Cuttles and Bunsby form then a pair – one is the becoming for being, the other the being of becoming, And yet I as discussed above – there I another more problematic possibility. What if, given understanding is on the side of being, one had individuals who where the becoming for being or the being o becoming, and yet only understood the being side of the formula? What could such individuals look like- how would they talk and behave? Dickens again answer this question – by setting up another pair of individuals as the poles to Cuttles and Bunby – namely Cousin Feenix and Major Bagistock (who together constitute to Dombey the ‘world’), and of whom the first is the Cuttls equivalent, and the second the far darker Bunsby equivalent.

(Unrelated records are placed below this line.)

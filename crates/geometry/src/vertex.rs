use bytemuck::{Pod, Zeroable};
use glam::Vec3;
use tilexr_common::Aabb;

/// GPU vertex layout shared by every zone buffer.
///
/// Field order and sizes are part of the upload contract: position, normal,
/// texture coordinate, material index. 36 bytes, no padding.
#[repr(C)]
#[derive(Debug, Copy, Clone, PartialEq, Pod, Zeroable)]
pub struct Vertex {
    pub position: [f32; 3],
    pub normal: [f32; 3],
    pub uv: [f32; 2],
    pub material: u32,
}

impl Vertex {
    pub const STRIDE: usize = std::mem::size_of::<Vertex>();
    pub const POSITION_OFFSET: usize = 0;
    pub const NORMAL_OFFSET: usize = 12;
    pub const UV_OFFSET: usize = 24;
    pub const MATERIAL_OFFSET: usize = 32;
}

/// CPU-side vertex/index data for one zone. Doubles as the staging area the
/// uploader writes into before a buffer is published.
#[derive(Debug, Clone, PartialEq)]
pub struct ZoneMesh {
    pub vertices: Vec<Vertex>,
    pub indices: Vec<u32>,
    pub bounds: Aabb,
}

impl Default for ZoneMesh {
    fn default() -> Self {
        Self {
            vertices: Vec::new(),
            indices: Vec::new(),
            bounds: Aabb::empty(),
        }
    }
}

impl ZoneMesh {
    pub fn new() -> Self {
        Self::default()
    }

    /// Empty the mesh, keeping its allocations.
    pub fn clear(&mut self) {
        self.vertices.clear();
        self.indices.clear();
        self.bounds = Aabb::empty();
    }

    pub fn is_empty(&self) -> bool {
        self.indices.is_empty()
    }

    /// Append a quad given in counter-clockwise order as seen from `normal`.
    pub fn push_quad(&mut self, corners: [Vec3; 4], normal: Vec3, material: u32) {
        const UVS: [[f32; 2]; 4] = [[0.0, 1.0], [1.0, 1.0], [1.0, 0.0], [0.0, 0.0]];
        let base = self.vertices.len() as u32;
        for (corner, uv) in corners.iter().zip(UVS) {
            self.bounds.include(*corner);
            self.vertices.push(Vertex {
                position: corner.to_array(),
                normal: normal.to_array(),
                uv,
                material,
            });
        }
        self.indices
            .extend_from_slice(&[base, base + 1, base + 2, base + 2, base + 3, base]);
    }

    /// Horizontal quad facing up at height `y`.
    pub fn push_floor(&mut self, min_x: f32, min_z: f32, max_x: f32, max_z: f32, y: f32, material: u32) {
        self.push_quad(
            [
                Vec3::new(min_x, y, max_z),
                Vec3::new(max_x, y, max_z),
                Vec3::new(max_x, y, min_z),
                Vec3::new(min_x, y, min_z),
            ],
            Vec3::Y,
            material,
        );
    }

    /// Axis-aligned box with outward-facing normals.
    pub fn push_box(&mut self, min: Vec3, max: Vec3, material: u32) {
        let (a, b) = (min, max);
        // +Z
        self.push_quad(
            [
                Vec3::new(a.x, a.y, b.z),
                Vec3::new(b.x, a.y, b.z),
                Vec3::new(b.x, b.y, b.z),
                Vec3::new(a.x, b.y, b.z),
            ],
            Vec3::Z,
            material,
        );
        // -Z
        self.push_quad(
            [
                Vec3::new(b.x, a.y, a.z),
                Vec3::new(a.x, a.y, a.z),
                Vec3::new(a.x, b.y, a.z),
                Vec3::new(b.x, b.y, a.z),
            ],
            Vec3::NEG_Z,
            material,
        );
        // +X
        self.push_quad(
            [
                Vec3::new(b.x, a.y, b.z),
                Vec3::new(b.x, a.y, a.z),
                Vec3::new(b.x, b.y, a.z),
                Vec3::new(b.x, b.y, b.z),
            ],
            Vec3::X,
            material,
        );
        // -X
        self.push_quad(
            [
                Vec3::new(a.x, a.y, a.z),
                Vec3::new(a.x, a.y, b.z),
                Vec3::new(a.x, b.y, b.z),
                Vec3::new(a.x, b.y, a.z),
            ],
            Vec3::NEG_X,
            material,
        );
        // +Y
        self.push_quad(
            [
                Vec3::new(a.x, b.y, b.z),
                Vec3::new(b.x, b.y, b.z),
                Vec3::new(b.x, b.y, a.z),
                Vec3::new(a.x, b.y, a.z),
            ],
            Vec3::Y,
            material,
        );
        // -Y
        self.push_quad(
            [
                Vec3::new(a.x, a.y, a.z),
                Vec3::new(b.x, a.y, a.z),
                Vec3::new(b.x, a.y, b.z),
                Vec3::new(a.x, a.y, b.z),
            ],
            Vec3::NEG_Y,
            material,
        );
    }

    pub fn vertex_bytes(&self) -> &[u8] {
        bytemuck::cast_slice(&self.vertices)
    }

    pub fn index_bytes(&self) -> &[u8] {
        bytemuck::cast_slice(&self.indices)
    }
}

#[cfg(test)]
mod tests {
    use super::*;

    #[test]
    fn vertex_layout_is_stable() {
        assert_eq!(Vertex::STRIDE, 36);
        assert_eq!(std::mem::offset_of!(Vertex, normal), Vertex::NORMAL_OFFSET);
        assert_eq!(std::mem::offset_of!(Vertex, uv), Vertex::UV_OFFSET);
        assert_eq!(
            std::mem::offset_of!(Vertex, material),
            Vertex::MATERIAL_OFFSET
        );
    }

    #[test]
    fn box_has_six_faces() {
        let mut mesh = ZoneMesh::new();
        mesh.push_box(Vec3::ZERO, Vec3::ONE, 3);
        assert_eq!(mesh.vertices.len(), 24);
        assert_eq!(mesh.indices.len(), 36);
        assert_eq!(mesh.bounds.min, Vec3::ZERO);
        assert_eq!(mesh.bounds.max, Vec3::ONE);
        assert!(mesh.vertices.iter().all(|v| v.material == 3));
    }

    #[test]
    fn clear_keeps_capacity() {
        let mut mesh = ZoneMesh::new();
        mesh.push_floor(0.0, 0.0, 1.0, 1.0, 0.0, 1);
        let cap = mesh.vertices.capacity();
        mesh.clear();
        assert!(mesh.is_empty());
        assert!(mesh.bounds.is_empty());
        assert_eq!(mesh.vertices.capacity(), cap);
    }

    #[test]
    fn byte_views_match_lengths() {
        let mut mesh = ZoneMesh::new();
        mesh.push_floor(0.0, 0.0, 1.0, 1.0, 0.5, 1);
        assert_eq!(mesh.vertex_bytes().len(), 4 * Vertex::STRIDE);
        assert_eq!(mesh.index_bytes().len(), 6 * 4);
    }
}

I will examine each then in turn.
Cousin Feenix represents a being that is caught by becoming – which he cannot know. As such he has three distinctive features of his own. Firstly he is a man who is caught up by chance. He never therefore simply chooses to go anywhere- but is rather deposited by his legs which always talk where they will (and much to his surprise). He is therefore cauhgt in journeys – or staying put – but either way with little idea of why he is doing so (596). What is more he is a man who is introduced as being able to go to the place (Warwick castle) time and time again – but to enjoy it equally every time (464). But he is also a man who is quite capable of finding himself within the middle telling an ‘inapprioate yet accurate story – about a friend who went to a wedding of a beautiful pride a rich man who did not care for one another (597). Nor are all these thoughtless acts silly or tactless. It is Feenix’s eventual bringing together of Florence and Edith after the latters flight, which is vital to Ediths eventual redemption. He is then a man caught up in a becoming – and witnessing a becoming – and yet utterly unaware of the fact. He is given only after the event – as he is journeying or truth speaking – and has no ability (in the name of tact) to step beyond this catching.
His opinions are then constantly shifting as the exact becoming he is caught up in – changes. He is therefore – when standing before the outraged Dombey perfectly content to say to Dombey that if Edith was guilty – he would not hinder him is any lawful proceeding he took concerning his wife (812); and yet when Edith comes to him for protection – it is clear he is an equally willing to give here sanctuary. His opinion are then never constant – even thought they will no doubt appear to him absolute throughout. Or to put it another way – as the becoming he is caught is shifts – he changes the nature he has. And yet (as if Cuttle) there is a clear individuality existing throughout these shifts, albeit a strange one. This individuality is not (as with Cuttle) comprised of a number of things Feenix always does and an number of objects he has, but rather a certain pride. Here Feenix is operating very much according to Hume’s principle of identity. Hume suggested that what underpinned human identity was always pride. A Human as they thought of things – usually possessions which were useful in their own right and which belonged (in someway) to them, they produced not an idea of themselves as the thing that owned the object, but a feeling or pride which formed the corollary of the feeling of pleasure these objects produced. Identity the came firmly after event- and the world, and was defined exclusively in terms of how one managed to locate an idea of oneself within the world. In Feenix case his pride is given in his pride over his family and his friendship (531) – and perhaps in particular his ‘accomplished and beautiful relative’ (Edith). Cousin Feenix then – is a man who has met the challenge of being a captain Cuttles who fails to grasp becoming – by using his pride to create an innocent account for himself – and a space in which he can be., As such (and running country to the more destructive prides in the book) his is relatively benign and helpful – allowing as it does the creation of an endlessly fluid, and strangely forgiving personality.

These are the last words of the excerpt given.